The petition was filed on August 21, 2023, by advocate Edward Okwama, who sued the National Assembly alongside Milestone Gaming Limited, Standard Global East Africa, the Kenya Revenue Authority, and the Attorney General. In his suit, Okwama had asked the court to declare the tax regime unconstitutional, claiming that the combination of the 12.5 per cent excise duty on wagers and the 20 per cent withholding tax on winnings amounted to double taxation. He also argued that the measures were discriminatory and infringed upon constitutional rights to property, equality, and socio-economic welfare.


Delivering the ruling, Judge Stephen Mbungi dismissed those arguments outright. “I find that the petition has no merit. All declarations sought are declined,” the judge said, siding with the state’s position.


The National Assembly, in its response, defended the legislative process under Article 95 of the Constitution, maintaining that the clauses in question were properly enacted through the Finance Act 2023. The Petitioner, however, had contended that imposing excise duty on every stake while also charging withholding tax on winnings, and not applying similar measures to other comparable sectors, was discriminatory and unconstitutional.


Gaming License

Judge Mbungi rejected those claims, clarifying the legal distinctions between the different tax mechanisms. “The difference is clearly discernible in this, just like in the earlier one. Gross Gaming Revenue under Section 29(a) of the Betting Lotteries and Gaming Act (Cap 131) is a distinct tax just like Excise Duty. It is levied on the betting companies while the excise duty is levied on punters,” he ruled.

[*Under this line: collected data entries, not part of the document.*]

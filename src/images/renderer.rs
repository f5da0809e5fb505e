//! Image byte rendering.
//!
//! Rendering is kept apart from color derivation: the default renderer ignores
//! the color and always emits the same 1×1 PNG, while [`SolidColorRenderer`]
//! actually paints the pixel.

use std::io::Cursor;

use bytes::Bytes;
use image::{ImageFormat, Rgb, RgbImage};

use super::prompt::Color;
use crate::error::ImageError;

/// Fixed 1×1 RGBA PNG written by [`PlaceholderRenderer`].
pub const PLACEHOLDER_PNG: &[u8] = &[
    0x89, 0x50, 0x4E, 0x47, 0x0D, 0x0A, 0x1A, 0x0A, 0x00, 0x00, 0x00, 0x0D, 0x49, 0x48, 0x44, 0x52,
    0x00, 0x00, 0x00, 0x01, 0x00, 0x00, 0x00, 0x01, 0x08, 0x06, 0x00, 0x00, 0x00, 0x1F, 0x15, 0xC4,
    0x89, 0x00, 0x00, 0x00, 0x0D, 0x49, 0x44, 0x41, 0x54, 0x78, 0xDA, 0x63, 0xFC, 0xCF, 0xC0, 0xF0,
    0x1F, 0x00, 0x05, 0x05, 0x02, 0x00, 0x5F, 0xC8, 0xF1, 0xD2, 0x00, 0x00, 0x00, 0x00, 0x49, 0x45,
    0x4E, 0x44, 0xAE, 0x42, 0x60, 0x82,
];

/// Turns a prompt color into encoded image bytes.
pub trait ImageRenderer: Send + Sync {
    /// Encode an image for `color`.
    fn render(&self, color: Color) -> Result<Bytes, ImageError>;
}

/// Renderer that always returns [`PLACEHOLDER_PNG`].
#[derive(Debug, Clone, Copy, Default)]
pub struct PlaceholderRenderer;

impl ImageRenderer for PlaceholderRenderer {
    fn render(&self, _color: Color) -> Result<Bytes, ImageError> {
        Ok(Bytes::from_static(PLACEHOLDER_PNG))
    }
}

/// Renderer producing a 1×1 PNG filled with the prompt color.
#[derive(Debug, Clone, Copy, Default)]
pub struct SolidColorRenderer;

impl ImageRenderer for SolidColorRenderer {
    fn render(&self, color: Color) -> Result<Bytes, ImageError> {
        let img = RgbImage::from_pixel(1, 1, Rgb(color.rgb()));

        let mut output = Vec::new();
        img.write_to(&mut Cursor::new(&mut output), ImageFormat::Png)
            .map_err(|e| ImageError::Encode {
                message: e.to_string(),
            })?;

        Ok(Bytes::from(output))
    }
}
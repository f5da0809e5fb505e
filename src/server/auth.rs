//! API key authentication for Pixel Gateway.
//!
//! Every protected route passes through [`auth_middleware`], which reads the
//! raw `Authorization` header and checks it against the [`KeyStore`]. The
//! header value is the key itself; no scheme prefix such as `Bearer` is
//! stripped.
//!
//! On success the key is attached to the request as an [`ApiKey`] extension
//! so handlers can attribute their work. On failure the request is answered
//! with `401 {"error": "Unauthorized: Invalid API key"}` and never reaches the
//! handler.

use std::fmt;
use std::sync::Arc;

use axum::{
    extract::{Request, State},
    http::header::AUTHORIZATION,
    middleware::Next,
    response::Response,
};

use crate::error::ApiError;
use crate::keys::KeyStore;

/// Number of leading key characters shown in logs.
const REDACTED_PREFIX_LEN: usize = 8;

/// The API key that authenticated the current request.
#[derive(Clone, PartialEq, Eq)]
pub struct ApiKey(String);

impl ApiKey {
    /// The full key.
    pub fn as_str(&self) -> &str {
        &self.0
    }

    /// A short prefix of the key, safe to log.
    pub fn redacted(&self) -> String {
        let prefix: String = self.0.chars().take(REDACTED_PREFIX_LEN).collect();
        format!("{}…", prefix)
    }
}

impl fmt::Debug for ApiKey {
    fn fmt(&self, f: &mut fmt::Formatter<'_>) -> fmt::Result {
        f.debug_tuple("ApiKey").field(&self.redacted()).finish()
    }
}

/// Axum middleware rejecting requests without a valid API key.
///
/// # Example
///
/// ```ignore
/// use axum::{Router, middleware, routing::post};
/// use pixel_gateway::server::auth::auth_middleware;
///
/// let app = Router::new()
///     .route("/auth", post(auth_handler))
///     .layer(middleware::from_fn_with_state(keys, auth_middleware));
/// ```
pub async fn auth_middleware(
    State(keys): State<Arc<KeyStore>>,
    mut request: Request,
    next: Next,
) -> Result<Response, ApiError> {
    let credential = request
        .headers()
        .get(AUTHORIZATION)
        .and_then(|value| value.to_str().ok())
        .filter(|value| keys.is_valid(value))
        .map(str::to_owned)
        .ok_or(ApiError::Unauthorized)?;

    request.extensions_mut().insert(ApiKey(credential));

    Ok(next.run(request).await)
}
//! Wall-clock abstraction.
//!
//! Signature expiry and the janitor sweep are expressed in Unix epoch
//! milliseconds. Production code reads the system clock; tests drive a
//! [`ManualClock`] so expiry can be exercised without sleeping.

use std::sync::atomic::{AtomicU64, Ordering};
use std::sync::Arc;
use std::time::{SystemTime, UNIX_EPOCH};

/// Source of the current time in Unix epoch milliseconds.
pub trait Clock: Send + Sync {
    /// Current time in milliseconds since the Unix epoch.
    fn now_millis(&self) -> u64;
}

/// Clock backed by [`SystemTime`].
#[derive(Debug, Clone, Copy, Default)]
pub struct SystemClock;

impl Clock for SystemClock {
    fn now_millis(&self) -> u64 {
        // A system clock set before 1970 reads as the epoch itself.
        SystemTime::now()
            .duration_since(UNIX_EPOCH)
            .map(|d| d.as_millis() as u64)
            .unwrap_or(0)
    }
}

/// Manually advanced clock.
///
/// Clones share the same underlying time, so a test can hand one clone to
/// the application state and keep another to move time forward.
#[derive(Debug, Clone, Default)]
pub struct ManualClock {
    millis: Arc<AtomicU64>,
}

impl ManualClock {
    /// Create a clock frozen at `millis`.
    pub fn new(millis: u64) -> Self {
        Self {
            millis: Arc::new(AtomicU64::new(millis)),
        }
    }

    /// Move the clock forward by `millis`.
    pub fn advance(&self, millis: u64) {
        self.millis.fetch_add(millis, Ordering::SeqCst);
    }

    /// Set the clock to an absolute time.
    pub fn set(&self, millis: u64) {
        self.millis.store(millis, Ordering::SeqCst);
    }
}

impl Clock for ManualClock {
    fn now_millis(&self) -> u64 {
        self.millis.load(Ordering::SeqCst)
    }
}

/// Shared handle to a clock.
pub type SharedClock = Arc<dyn Clock>;
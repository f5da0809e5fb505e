//! Router configuration for Pixel Gateway.
//!
//! This module defines the HTTP routes and applies middleware for
//! authentication, CORS and request tracing.
//!
//! # Route Structure
//!
//! ```text
//! /health                 - Health check (public)
//! /auth                   - Issue a signature (API key)
//! /generate_image         - Generate an image (API key + signature)
//! /images/{filename}      - Generated images (public, static)
//! /*                      - Public assets directory (static fallback)
//! ```
//!
//! # Example
//!
//! ```ignore
//! use pixel_gateway::server::{create_router, AppState, RouterConfig};
//!
//! let state = AppState::new(keys, issuer, images);
//! let config = RouterConfig::new().with_public_dir("public");
//! let router = create_router(state, config);
//!
//! let listener = tokio::net::TcpListener::bind("0.0.0.0:3000").await?;
//! axum::serve(listener, router).await?;
//! ```

use std::path::PathBuf;
use std::sync::Arc;
use std::time::Duration;

use axum::{
    handler::HandlerWithoutStateExt,
    http::StatusCode,
    middleware,
    routing::{get, post},
    Router,
};
use http::header::{AUTHORIZATION, CONTENT_TYPE};
use http::Method;
use tower_http::cors::{Any, CorsLayer};
use tower_http::services::ServeDir;
use tower_http::trace::TraceLayer;

use super::auth::auth_middleware;
use super::handlers::{auth_handler, generate_image_handler, health_handler, AppState};
use crate::images::IMAGES_URL_PREFIX;

// =============================================================================
// Router Configuration
// =============================================================================

/// Configuration for the HTTP router.
#[derive(Debug, Clone)]
pub struct RouterConfig {
    /// Allowed CORS origins (None = allow any origin)
    pub cors_origins: Option<Vec<String>>,

    /// Directory served verbatim for paths no route matches
    pub public_dir: Option<PathBuf>,

    /// Whether to enable request tracing
    pub enable_tracing: bool,
}

impl Default for RouterConfig {
    fn default() -> Self {
        Self::new()
    }
}

impl RouterConfig {
    /// Create a router configuration.
    ///
    /// By default:
    /// - CORS allows any origin
    /// - No public assets directory is served
    /// - Tracing is enabled
    pub fn new() -> Self {
        Self {
            cors_origins: None,
            public_dir: None,
            enable_tracing: true,
        }
    }

    /// Set specific allowed CORS origins.
    ///
    /// Pass an empty vec to disallow all cross-origin requests.
    pub fn with_cors_origins(mut self, origins: Vec<String>) -> Self {
        self.cors_origins = Some(origins);
        self
    }

    /// Serve `dir` for any path not matched by another route.
    pub fn with_public_dir(mut self, dir: impl Into<PathBuf>) -> Self {
        self.public_dir = Some(dir.into());
        self
    }

    /// Enable or disable request tracing.
    pub fn with_tracing(mut self, enabled: bool) -> Self {
        self.enable_tracing = enabled;
        self
    }
}

// =============================================================================
// Router Builder
// =============================================================================

/// Create the main application router.
pub fn create_router(state: AppState, config: RouterConfig) -> Router {
    let cors = build_cors_layer(&config);
    // Methods other than GET/HEAD fall through to 404 rather than 405
    let images = ServeDir::new(state.images.dir())
        .call_fallback_on_method_not_allowed(true)
        .fallback(not_found.into_service());

    // route_layer so unknown paths fall through to 404 instead of 401
    let protected_routes = Router::new()
        .route("/auth", post(auth_handler))
        .route("/generate_image", post(generate_image_handler))
        .route_layer(middleware::from_fn_with_state(
            Arc::clone(&state.keys),
            auth_middleware,
        ))
        .with_state(state);

    let mut router = Router::new()
        .merge(protected_routes)
        .route("/health", get(health_handler))
        .nest_service(IMAGES_URL_PREFIX, images);

    if let Some(ref public_dir) = config.public_dir {
        let public = ServeDir::new(public_dir)
            .call_fallback_on_method_not_allowed(true)
            .fallback(not_found.into_service());
        router = router.fallback_service(public);
    }

    let router = router.layer(cors);

    if config.enable_tracing {
        router.layer(TraceLayer::new_for_http())
    } else {
        router
    }
}

/// Answer for static paths with no file or an unsupported method.
async fn not_found() -> StatusCode {
    StatusCode::NOT_FOUND
}

/// Build the CORS layer based on configuration.
fn build_cors_layer(config: &RouterConfig) -> CorsLayer {
    let cors = CorsLayer::new()
        .allow_methods([Method::GET, Method::POST, Method::OPTIONS])
        .allow_headers([AUTHORIZATION, CONTENT_TYPE])
        .max_age(Duration::from_secs(86400)); // 24 hours

    match &config.cors_origins {
        None => cors.allow_origin(Any),
        Some(origins) if origins.is_empty() => cors,
        Some(origins) => {
            let parsed_origins: Vec<_> = origins.iter().filter_map(|o| o.parse().ok()).collect();
            cors.allow_origin(parsed_origins)
        }
    }
}

// =============================================================================
// Tests
// =============================================================================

“Therefore, it cannot amount to double taxation. Similarly, it is not the same tax.”

The ruling comes as Kenya prepares to usher in sweeping reforms under the Gambling Control Bill, which has cleared its final hurdle in the Senate and now awaits presidential assent. The legislation introduces a capital requirement of KSh 100 million for online betting operators and establishes a new monitoring framework for the sector.


Under the new law, all betting activity will be tracked in real time through an integrated electronic monitoring system, enabling regulators to oversee wagers, payouts, and customer balances across licensed platforms. Authorities expect the system to strengthen compliance and close loopholes in tax collection.


The Bill also provides for a 15 per cent tax on gross gambling revenue, while operators will face a monthly levy of up to 1 per cent earmarked for funding addiction treatment programmes, research, and public awareness initiatives. Advertising restrictions are set to tighten, with a ban on gambling ads between 6:00 am and 10:00 pm, curbs on celebrity endorsements, and a stipulation that 10 per cent of all adverts must promote responsible gambling.